Segment Start: INPUT DATA

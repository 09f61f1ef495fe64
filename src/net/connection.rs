//! Connection lifecycle tracking.
//!
//! # Responsibilities
//! - Generate unique connection IDs for tracing
//! - Count open connections
//! - Spawn connection tasks so the server can wait for all of them on close

use std::future::Future;
use std::sync::atomic::{AtomicU64, Ordering};
use std::sync::Arc;

use tokio_util::task::TaskTracker;

/// Global atomic counter for connection IDs.
/// Using relaxed ordering is sufficient since we only need uniqueness, not synchronization.
static CONNECTION_ID_COUNTER: AtomicU64 = AtomicU64::new(1);

/// Unique identifier for a connection.
#[derive(Debug, Clone, Copy, PartialEq, Eq, Hash)]
pub struct ConnectionId(u64);

impl ConnectionId {
    /// Generate a new unique connection ID.
    pub fn new() -> Self {
        Self(CONNECTION_ID_COUNTER.fetch_add(1, Ordering::Relaxed))
    }
}

impl Default for ConnectionId {
    fn default() -> Self {
        Self::new()
    }
}

impl std::fmt::Display for ConnectionId {
    fn fmt(&self, f: &mut std::fmt::Formatter<'_>) -> std::fmt::Result {
        write!(f, "conn-{}", self.0)
    }
}

/// Tracks the open connections of one server.
#[derive(Debug, Clone, Default)]
pub struct ConnectionTracker {
    active_count: Arc<AtomicU64>,
    tasks: TaskTracker,
}

impl ConnectionTracker {
    pub fn new() -> Self {
        Self::default()
    }

    /// Record a new open connection. The guard decrements on drop.
    pub fn track(&self) -> ConnectionGuard {
        self.active_count.fetch_add(1, Ordering::SeqCst);
        ConnectionGuard {
            active_count: Arc::clone(&self.active_count),
            id: ConnectionId::new(),
        }
    }

    /// Spawn a connection task that `wait_closed` will wait for.
    pub fn spawn<F>(&self, task: F)
    where
        F: Future<Output = ()> + Send + 'static,
    {
        self.tasks.spawn(task);
    }

    pub fn active_count(&self) -> u64 {
        self.active_count.load(Ordering::SeqCst)
    }

    /// Stop tracking new tasks and wait for every spawned one to finish.
    pub async fn wait_closed(&self) {
        self.tasks.close();
        self.tasks.wait().await;
    }
}

/// Guard that tracks a connection's lifetime.
#[derive(Debug)]
pub struct ConnectionGuard {
    active_count: Arc<AtomicU64>,
    id: ConnectionId,
}

impl ConnectionGuard {
    pub fn id(&self) -> ConnectionId {
        self.id
    }
}

impl Drop for ConnectionGuard {
    fn drop(&mut self) {
        self.active_count.fetch_sub(1, Ordering::SeqCst);
        tracing::trace!(connection_id = %self.id, "Connection closed");
    }
}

Segment End: INPUT DATA

• [PROMPT]
Word for word, return the lines from the one holding "pub fn id(&self)" through the end of the entries above.

• [ANSWER TO THE PROBLEM]
    pub fn id(&self) -> ConnectionId {
        self.id
    }
}

impl Drop for ConnectionGuard {
    fn drop(&mut self) {
        self.active_count.fetch_sub(1, Ordering::SeqCst);
        tracing::trace!(connection_id = %self.id, "Connection closed");
    }
}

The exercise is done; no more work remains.